Fig. 1 is a front view showing the fixed iron core, Fig. 2 is a sectional view showing the conventional device, Fig. 3 is a front view showing the feeding, cutting, and forming parts, Fig. 4 is a front view showing the drawing die, and Fig. 4 is a front view showing the drawing die. Figure 5 is a front view with the lower half of the fixed core removed as seen from the arrow A side in Figure 4, Figures 6A, B,
C is a diagram showing the core groove shape of the fixed core, FIG. 7 is a sectional view showing an embodiment of the present invention, FIG. 8 is a front view showing the feeding, cutting, and forming parts, and FIGS. 9A, B, and C is a front view, a plan view, and a cross-sectional view showing the relationship between the forming die and the drawing die, and FIGS. It is a figure which shows adjustment. In the figure, 10 is a fixed core, 12 is a core groove,
14 is a grooved insulating paper, 16 is a feed roller, 18 is a hoop material, 36 is an extrusion rod, 44 is a cutter, 45 is an upper cutter part, 46 is a lower cutter part, 60 is a molding part (insertion recess for the grooved insulating paper), 62 is a mold, 62
62b is a receiving surface, 62c is a stop surface, 62d is a drawing surface, 62e is a guide groove, 64 is a drawing die, and 64a is a drawing guide (a tapered guide surface).
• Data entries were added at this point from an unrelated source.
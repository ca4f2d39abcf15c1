use crate::application::availability::Actor;
use crate::domain::checkout::{CardSource, FormSubmission};
use crate::error::{GatewayError, Result};
use serde::Deserialize;
use std::io::Read;

#[derive(Debug, Deserialize)]
struct SubmissionRecord {
    order_id: u64,
    #[serde(default)]
    user_id: Option<u64>,
    #[serde(default)]
    card_token: Option<String>,
    #[serde(default)]
    customer_id: Option<String>,
    #[serde(default)]
    saved_card: Option<String>,
    #[serde(default)]
    card_number_error: Option<String>,
    #[serde(default)]
    card_expiry_error: Option<String>,
    #[serde(default)]
    card_cvc_error: Option<String>,
    #[serde(default)]
    form_errors: Option<bool>,
    #[serde(default)]
    pay_page: Option<bool>,
}

/// A checkout submission as posted by the browser.
#[derive(Debug, Clone, PartialEq)]
pub struct Submission {
    pub order_id: u64,
    pub actor: Actor,
    pub form: FormSubmission,
}

impl TryFrom<SubmissionRecord> for Submission {
    type Error = GatewayError;

    fn try_from(r: SubmissionRecord) -> Result<Self> {
        // A selected saved card wins over a fresh token.
        let card_source = match (r.saved_card, r.customer_id, r.card_token) {
            (Some(card_id), Some(customer_id), _) => Some(CardSource::Saved {
                customer_id,
                card_id,
            }),
            (Some(card_id), None, _) => {
                return Err(GatewayError::ValidationError(format!(
                    "order {}: saved card {} has no customer id",
                    r.order_id, card_id
                )));
            }
            (None, _, Some(token)) => Some(CardSource::Token(token)),
            (None, _, None) => None,
        };

        Ok(Submission {
            order_id: r.order_id,
            actor: Actor { user_id: r.user_id },
            form: FormSubmission {
                card_source,
                number_error: r.card_number_error,
                expiry_error: r.card_expiry_error,
                cvc_error: r.card_cvc_error,
                form_errors: r.form_errors.unwrap_or(false),
                pay_page: r.pay_page.unwrap_or(false),
            },
        })
    }
}

/// Reads checkout submissions from a CSV source.
pub struct SubmissionReader<R: Read> {
    reader: csv::Reader<R>,
}

impl<R: Read> SubmissionReader<R> {
    pub fn new(source: R) -> Self {
        let reader = csv::ReaderBuilder::new()
            .trim(csv::Trim::All)
            .flexible(true)
            .from_reader(source);
        Self { reader }
    }

    pub fn submissions(self) -> impl Iterator<Item = Result<Submission>> {
        self.reader
            .into_deserialize::<SubmissionRecord>()
            .map(|result| result.map_err(GatewayError::from).and_then(Submission::try_from))
    }
}
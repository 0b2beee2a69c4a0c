//! Index command - builds and publishes a snapshot from the export

use clap::Args;

use super::{load_config, CommonArgs};

#[derive(Args, Debug, Clone, Default)]
pub struct IndexArgs {
    #[command(flatten)]
    pub common: CommonArgs,
}

/// Build a snapshot and print the build report
pub async fn run(args: IndexArgs) -> anyhow::Result<()> {
    let config = load_config(&args.common)?;
    let services = crate::build_services(&config)?;

    let report = services.index.rebuild().await?;
    println!("{}", serde_json::to_string_pretty(&report)?);

    Ok(())
}
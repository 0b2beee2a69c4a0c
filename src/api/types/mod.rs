//! API request and response types

pub mod error;
pub mod json;

pub use error::{ApiError, ApiErrorResponse};
pub use json::Json;
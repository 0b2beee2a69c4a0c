//! Admin API endpoints for operating the index

pub mod index;

use axum::{
    routing::{get, post},
    Router,
};

use super::state::AppState;

/// Create admin API router
pub fn create_admin_router() -> Router<AppState> {
    Router::new()
        .route("/index", get(index::get_index_status))
        .route("/index/rebuild", post(index::rebuild_index))
}
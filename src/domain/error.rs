use thiserror::Error;

/// Core domain errors
#[derive(Debug, Error)]
pub enum DomainError {
    #[error("Not found: {message}")]
    NotFound { message: String },

    #[error("Validation error: {message}")]
    Validation { message: String },

    #[error("Configuration error: {message}")]
    Configuration { message: String },

    #[error("Provider error: {provider} - {message}")]
    Provider { provider: String, message: String },

    /// The embedding capability could not be reached, timed out or answered garbage
    #[error("Embedding unavailable: {message}")]
    EmbeddingUnavailable { message: String },

    /// Vectors returned by a single embedding call disagree on their length
    #[error("Embedding dimension mismatch: {message}")]
    EmbeddingDimensionMismatch { message: String },

    /// A vector does not have the dimension of the index it is used with
    #[error("Dimension mismatch: expected {expected}, got {actual}")]
    DimensionMismatch { expected: usize, actual: usize },

    /// The LLM capability failed; callers may retry or apologise
    #[error("Synthesis unavailable: {message}")]
    SynthesisUnavailable { message: String },

    #[error("Conflict: {message}")]
    Conflict { message: String },

    #[error("Storage error: {message}")]
    Storage { message: String },

    #[error("Internal error: {message}")]
    Internal { message: String },
}

impl DomainError {
    pub fn not_found(message: impl Into<String>) -> Self {
        Self::NotFound {
            message: message.into(),
        }
    }

    pub fn validation(message: impl Into<String>) -> Self {
        Self::Validation {
            message: message.into(),
        }
    }

    pub fn configuration(message: impl Into<String>) -> Self {
        Self::Configuration {
            message: message.into(),
        }
    }

    pub fn provider(provider: impl Into<String>, message: impl Into<String>) -> Self {
        Self::Provider {
            provider: provider.into(),
            message: message.into(),
        }
    }

    pub fn embedding_unavailable(message: impl Into<String>) -> Self {
        Self::EmbeddingUnavailable {
            message: message.into(),
        }
    }

    pub fn embedding_dimension_mismatch(message: impl Into<String>) -> Self {
        Self::EmbeddingDimensionMismatch {
            message: message.into(),
        }
    }

    pub fn dimension_mismatch(expected: usize, actual: usize) -> Self {
        Self::DimensionMismatch { expected, actual }
    }

    pub fn synthesis_unavailable(message: impl Into<String>) -> Self {
        Self::SynthesisUnavailable {
            message: message.into(),
        }
    }

    pub fn conflict(message: impl Into<String>) -> Self {
        Self::Conflict {
            message: message.into(),
        }
    }

    pub fn storage(message: impl Into<String>) -> Self {
        Self::Storage {
            message: message.into(),
        }
    }

    pub fn internal(message: impl Into<String>) -> Self {
        Self::Internal {
            message: message.into(),
        }
    }

    /// Whether the same call may succeed if attempted again
    pub fn is_recoverable(&self) -> bool {
        matches!(
            self,
            Self::EmbeddingUnavailable { .. }
                | Self::SynthesisUnavailable { .. }
                | Self::Provider { .. }
        )
    }
}
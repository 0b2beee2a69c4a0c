use async_trait::async_trait;
use std::fmt::Debug;

use super::{LlmRequest, LlmResponse};
use crate::domain::DomainError;

/// Chat completion capability used by the answer synthesizer
#[async_trait]
pub trait LlmProvider: Send + Sync + Debug {
    /// One non-streaming completion for `model`
    async fn chat(&self, model: &str, request: LlmRequest) -> Result<LlmResponse, DomainError>;

    fn provider_name(&self) -> &'static str;
}
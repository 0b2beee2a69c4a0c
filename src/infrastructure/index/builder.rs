//! Index builder: chunk, embed, build, persist, publish

use std::sync::{Arc, Mutex};
use std::time::Instant;

use chrono::{DateTime, Utc};
use serde::Serialize;
use tracing::{error, info, warn};

use super::ActiveIndex;
use crate::domain::chunking::{Chunk, ChunkingStrategy};
use crate::domain::index::{IndexEntry, SimilarityMetric, SnapshotStore, VectorIndexSnapshot};
use crate::domain::knowledge::{validate_rows, KnowledgeRow, KnowledgeSource};
use crate::domain::DomainError;
use crate::infrastructure::embedding::Embedder;
use crate::infrastructure::observability::record_index_build;

/// Index builder settings
#[derive(Debug, Clone, PartialEq)]
pub struct IndexBuilderConfig {
    /// Maximum number of texts per embedding call
    pub batch_size: usize,
    pub metric: SimilarityMetric,
}

impl Default for IndexBuilderConfig {
    fn default() -> Self {
        Self {
            batch_size: 64,
            metric: SimilarityMetric::Cosine,
        }
    }
}

/// Summary of a successful build
#[derive(Debug, Clone, Serialize)]
pub struct BuildReport {
    pub version: u64,
    pub rows: usize,
    pub chunks: usize,
    pub batches: usize,
    pub dimension: usize,
    pub duration_ms: u64,
    pub finished_at: DateTime<Utc>,
}

/// Produces and publishes new index snapshots
///
/// Builds are exclusive and all-or-nothing: a failure at any step leaves
/// both the stored active pointer and the served snapshot untouched.
#[derive(Debug)]
pub struct IndexBuilder {
    chunker: Arc<dyn ChunkingStrategy>,
    embedder: Embedder,
    store: Arc<dyn SnapshotStore>,
    active: Arc<ActiveIndex>,
    config: IndexBuilderConfig,
    build_lock: tokio::sync::Mutex<()>,
    last_report: Mutex<Option<BuildReport>>,
}

impl IndexBuilder {
    pub fn new(
        chunker: Arc<dyn ChunkingStrategy>,
        embedder: Embedder,
        store: Arc<dyn SnapshotStore>,
        active: Arc<ActiveIndex>,
        config: IndexBuilderConfig,
    ) -> Self {
        Self {
            chunker,
            embedder,
            store,
            active,
            config,
            build_lock: tokio::sync::Mutex::new(()),
            last_report: Mutex::new(None),
        }
    }

    pub fn active(&self) -> &Arc<ActiveIndex> {
        &self.active
    }

    /// Whether a build currently holds the build lock
    pub fn is_building(&self) -> bool {
        self.build_lock.try_lock().is_err()
    }

    pub fn last_report(&self) -> Option<BuildReport> {
        self.last_report.lock().ok().and_then(|r| r.clone())
    }

    /// Serve the stored active snapshot, if the store has one
    pub async fn restore_active(&self) -> Result<Option<Arc<VectorIndexSnapshot>>, DomainError> {
        let _guard = self.build_lock.lock().await;

        let Some(snapshot) = self.store.load_active().await? else {
            return Ok(None);
        };

        self.check_metric(&snapshot)?;
        self.check_embedder_dimension(&snapshot)?;

        let snapshot = Arc::new(snapshot);
        self.active.publish(snapshot.clone());

        info!(
            version = snapshot.version(),
            entries = snapshot.len(),
            store = self.store.store_name(),
            "Restored active index snapshot"
        );

        Ok(Some(snapshot))
    }

    /// Load rows from a source and build from them, waiting for any running build
    pub async fn build_from_source(
        &self,
        source: &dyn KnowledgeSource,
    ) -> Result<Arc<VectorIndexSnapshot>, DomainError> {
        let _guard = self.build_lock.lock().await;
        let rows = load_rows(source).await?;

        self.build_locked(&rows).await.map(|(snapshot, _)| snapshot)
    }

    /// Like `build_from_source`, but fails with `Conflict` instead of waiting
    /// when another build holds the lock
    pub async fn try_build_from_source(
        &self,
        source: &dyn KnowledgeSource,
    ) -> Result<BuildReport, DomainError> {
        let _guard = self
            .build_lock
            .try_lock()
            .map_err(|_| DomainError::conflict("An index build is already running"))?;
        let rows = load_rows(source).await?;

        self.build_locked(&rows).await.map(|(_, report)| report)
    }

    /// Build a snapshot from rows, persist it and make it active
    ///
    /// Concurrent calls run one after another; each gets its own version.
    pub async fn build_index(
        &self,
        rows: &[KnowledgeRow],
    ) -> Result<Arc<VectorIndexSnapshot>, DomainError> {
        let _guard = self.build_lock.lock().await;

        self.build_locked(rows).await.map(|(snapshot, _)| snapshot)
    }

    /// Caller holds `build_lock`
    async fn build_locked(
        &self,
        rows: &[KnowledgeRow],
    ) -> Result<(Arc<VectorIndexSnapshot>, BuildReport), DomainError> {
        let started = Instant::now();

        match self.run_build(rows, started).await {
            Ok(built) => {
                record_index_build(true, started.elapsed());
                Ok(built)
            }
            Err(e) => {
                record_index_build(false, started.elapsed());
                error!(
                    error = %e,
                    active_version = self.active.version(),
                    "Index build failed, keeping active snapshot"
                );
                Err(e)
            }
        }
    }

    async fn run_build(
        &self,
        rows: &[KnowledgeRow],
        started: Instant,
    ) -> Result<(Arc<VectorIndexSnapshot>, BuildReport), DomainError> {
        validate_rows(rows)?;

        let chunks: Vec<Chunk> = rows
            .iter()
            .flat_map(|row| self.chunker.chunk(row))
            .collect();

        let batch_size = self.config.batch_size.max(1);
        let mut entries = Vec::with_capacity(chunks.len());
        let mut batches = 0usize;

        for batch in chunks.chunks(batch_size) {
            let texts: Vec<String> = batch.iter().map(|c| c.text.clone()).collect();
            let vectors = self.embedder.embed(&texts).await?;
            batches += 1;

            entries.extend(
                batch
                    .iter()
                    .cloned()
                    .zip(vectors)
                    .map(|(chunk, vector)| IndexEntry::new(chunk, vector)),
            );
        }

        let latest = self.store.latest_version().await?.unwrap_or(0);
        let version = latest.max(self.active.version()) + 1;

        let snapshot = VectorIndexSnapshot::build(version, entries, self.config.metric)?;
        self.check_embedder_dimension(&snapshot)?;

        self.store.save(&snapshot).await?;
        self.store.set_active(version).await?;

        let snapshot = Arc::new(snapshot);
        self.active.publish(snapshot.clone());

        let report = BuildReport {
            version,
            rows: rows.len(),
            chunks: chunks.len(),
            batches,
            dimension: snapshot.dimension(),
            duration_ms: started.elapsed().as_millis() as u64,
            finished_at: Utc::now(),
        };

        info!(
            version = report.version,
            rows = report.rows,
            chunks = report.chunks,
            batches = report.batches,
            dimension = report.dimension,
            duration_ms = report.duration_ms,
            chunker = self.chunker.name(),
            "Published index snapshot"
        );

        if let Ok(mut last) = self.last_report.lock() {
            *last = Some(report.clone());
        }

        Ok((snapshot, report))
    }

    /// Stored scores and `min_similarity` only agree under one metric
    fn check_metric(&self, snapshot: &VectorIndexSnapshot) -> Result<(), DomainError> {
        if snapshot.metric() == self.config.metric {
            return Ok(());
        }

        warn!(
            stored = %snapshot.metric(),
            configured = %self.config.metric,
            version = snapshot.version(),
            "Stored snapshot uses a different similarity metric"
        );
        Err(DomainError::configuration(format!(
            "snapshot {} was built with metric {} but retrieval.metric is {}; rebuild the index",
            snapshot.version(),
            snapshot.metric(),
            self.config.metric
        )))
    }

    fn check_embedder_dimension(&self, snapshot: &VectorIndexSnapshot) -> Result<(), DomainError> {
        if snapshot.is_empty() {
            return Ok(());
        }

        match self.embedder.expected_dimension() {
            Some(expected) if expected != snapshot.dimension() => {
                warn!(
                    expected = expected,
                    actual = snapshot.dimension(),
                    model = self.embedder.model(),
                    "Snapshot dimension does not match embedding model"
                );
                Err(DomainError::dimension_mismatch(expected, snapshot.dimension()))
            }
            _ => Ok(()),
        }
    }
}

async fn load_rows(source: &dyn KnowledgeSource) -> Result<Vec<KnowledgeRow>, DomainError> {
    let rows = source.load().await?;
    info!(source = %source.describe(), rows = rows.len(), "Loaded knowledge rows");

    Ok(rows)
}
Note that the same reference numerals in the figures indicate the same or corresponding parts.

Claims (1)

[Scope of utility model registration request] This is a groove insulating paper forming and inserting device for forming and inserting groove insulating paper cut from hoop material into the core groove of a rotating electric machine iron core. a cutter section consisting of upper and lower cutters with adjustable cutting positions for cutting the hoop material sent out in predetermined lengths, and an R punch with an R-shaped tip for pushing the cut grooved insulating paper into the forming section; This R on the molding part
A forming bottom part that receives and positions the tip R of the grooved insulating paper pushed in by the punch, a drawing side surface, a holding side surface that maintains the formed state, and a plurality of stages where both ends of the grooved insulating paper are moored following this holding side surface. A drawing die is provided in the front part of the forming die, the position of which is adjustable, and which receives the formed grooved insulating paper through a drawing guide and narrows it down to fit the shape of the core groove. , repeating forward and backward movements using a guide groove formed between the molding bottom and the contact side of the mold as a guide, extruding the grooved insulating paper formed in the mold from the molding part and squeezing it through the drawing die; A device for inserting groove insulating paper into a rotating electric machine core groove, which includes an extrusion rod inserted into the core groove.